STATELINE – Vision. It’s what has kept Lake Tahoe Community College going for nearly 40 years.

President Kindred Murillo credits those who four decades ago created the college – which started in a motel on Highway 50 – as well as those who brought it to its current location off Al Tahoe Boulevard. But she is well aware the work is not done if the college is to be operating in another 40 years.

In a talk March 13 to Soroptimist International South Lake Tahoe at Harrah’s Lake Tahoe, Murillo spoke of the challenges facing the two-year college that are being handed down by Sacramento as well as the vision she, the board, staff and the community have for the next 40 years and beyond.

Online classes, aka distance education, are a double-edged sword for LTCC. With 22 percent of the enrollment last year coming from this segment of the population, it helped LTCC. But with a bill introduced into the Legislature last month, it would alter distance ed. It could hurt institutions and help students based on mandating California’s public colleges and universities accept faculty-approved online college courses for credit.

LTCC President Kindred Murillo is plotting the college's future. Photo/Kathryn Reed

LTCC President Kindred Murillo is plotting the college’s future. Photo/Kathryn Reed

The other issue on the horizon is what’s called “massive online open course” where students don’t have to be enrolled at a university but can take an online course and other institutions must accept those credits.

“That could flip our world upside down,” Murillo said.

Another issue affecting LTCC is the state limiting how many times a student may take a class. For an area like South Lake Tahoe, many people in the community repeat physical education, art and culinary classes.

The state wants community colleges to focus on getting students to transfer to a four-year college, training them for a job or helping them with basic skills.

The life-long learning classes that community colleges came to be known for are going by the wayside. LTCC, though, is trying to keep many of them alive through Connect Ed. No grades are given, but some classes are more expensive than what they would have been through LTCC.

“It’s feeling like the state of California is raining down challenges on us. It’s harder on a small, rural college,” Murillo said.

Gov. Jerry Brown also wants to limit the total number of credits a community college student can obtain. So instead of floundering to find themselves, they’ll need direction faster.

Another issue for all colleges is that the high school population across the country is declining. Murillo said looking farther down the education chain there is good news with growth in grades 1-3 in Lake Tahoe Unified School District.

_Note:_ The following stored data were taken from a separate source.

use std::collections::BTreeMap;
use std::fs::File;
use std::io::Write;
use std::path::Path;
use crate::config::enums::configuration_error::ConfigurationError;
use crate::config::structs::configuration::Configuration;
use crate::config::structs::reload_config::ReloadConfig;
use crate::config::structs::settings::Settings;

impl Configuration {
    pub fn init() -> Configuration {
        Configuration {
            log_level: String::from("info"),
            reload: ReloadConfig::default(),
            tls: Settings::builder()
                .put("key.path", "certs/server.key")
                .put("cert", "certs/server.crt")
                .put("protocol", "TLS")
                .put("session.cache_size", "1000")
                .put("session.cache_timeout", "24h")
                .build(),
            profiles: BTreeMap::new(),
        }
    }

    pub fn load(data: &[u8]) -> Result<Configuration, toml::de::Error> {
        toml::from_str(&String::from_utf8_lossy(data))
    }

    pub fn load_file<P: AsRef<Path>>(path: P) -> Result<Configuration, ConfigurationError> {
        match std::fs::read(path) {
            Err(e) => Err(ConfigurationError::IOError(e)),
            Ok(data) => {
                match Self::load(data.as_slice()) {
                    Ok(cfg) => {
                        Ok(cfg)
                    }
                    Err(e) => Err(ConfigurationError::ParseError(e)),
                }
            }
        }
    }

    pub fn save_file<P: AsRef<Path>>(path: P, data: String) -> Result<(), ConfigurationError> {
        match File::create(path) {
            Ok(mut file) => {
                match file.write_all(data.as_ref()) {
                    Ok(_) => Ok(()),
                    Err(e) => Err(ConfigurationError::IOError(e))
                }
            }
            Err(e) => Err(ConfigurationError::IOError(e))
        }
    }

    pub fn to_toml(&self) -> Result<String, ConfigurationError> {
        toml::to_string(self).map_err(ConfigurationError::SerializeError)
    }

    /// Loads `path`, or with `create` set, writes the defaults there and
    /// returns an error so the caller stops and lets the operator edit it.
    pub fn load_from_file<P: AsRef<Path>>(path: P, create: bool) -> Result<Configuration, ConfigurationError> {
        let path = path.as_ref();
        match Configuration::load_file(path) {
            Ok(config) => Ok(config),
            Err(error) => {
                eprintln!("No config file found or corrupt.");
                eprintln!("[ERROR] {}", error);

                if !create {
                    eprintln!("You can either create your own {} file, or start this app using '--create-config' as parameter.", path.display());
                    return Err(error);
                }
                eprintln!("Creating config file..");

                let config_toml = Configuration::init().to_toml()?;
                match Configuration::save_file(path, config_toml) {
                    Ok(_) => {
                        eprintln!("Please edit {}, exiting now...", path.display());
                        Err(error)
                    }
                    Err(e) => {
                        eprintln!("{} could not be created, check permissions...", path.display());
                        eprintln!("{e}");
                        Err(e)
                    }
                }
            }
        }
    }
}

A bill introduced by state Sen. Ted Gaines, R-Roseville, would allow Whittell High School students to attend LTCC at the California rate. This would be a pilot program just for LTCC.

Sacramento is also likely to change how community colleges are funded. Now it is based on full-time equivalent students. There is talk of it changing in the next five years to be based on the number of students who complete a program.

“LTCC is going to have to make choices in the next two years,” Murillo said. And she isn’t shy about saying the community is going to like all of them.

Class sizes are likely to grow. Her goal is to be effective and efficient.

Murillo and the board are setting a path for LTCC to be a four-year college, a destination college, creating an international program, erecting student housing.

In the next two years, Murillo said LTCC needs to turn around the declining enrollment, deal with repeatability of classes and work with South Tahoe High on matching curriculum.

In May, the college will be inviting the community to give input about it envisions for the future.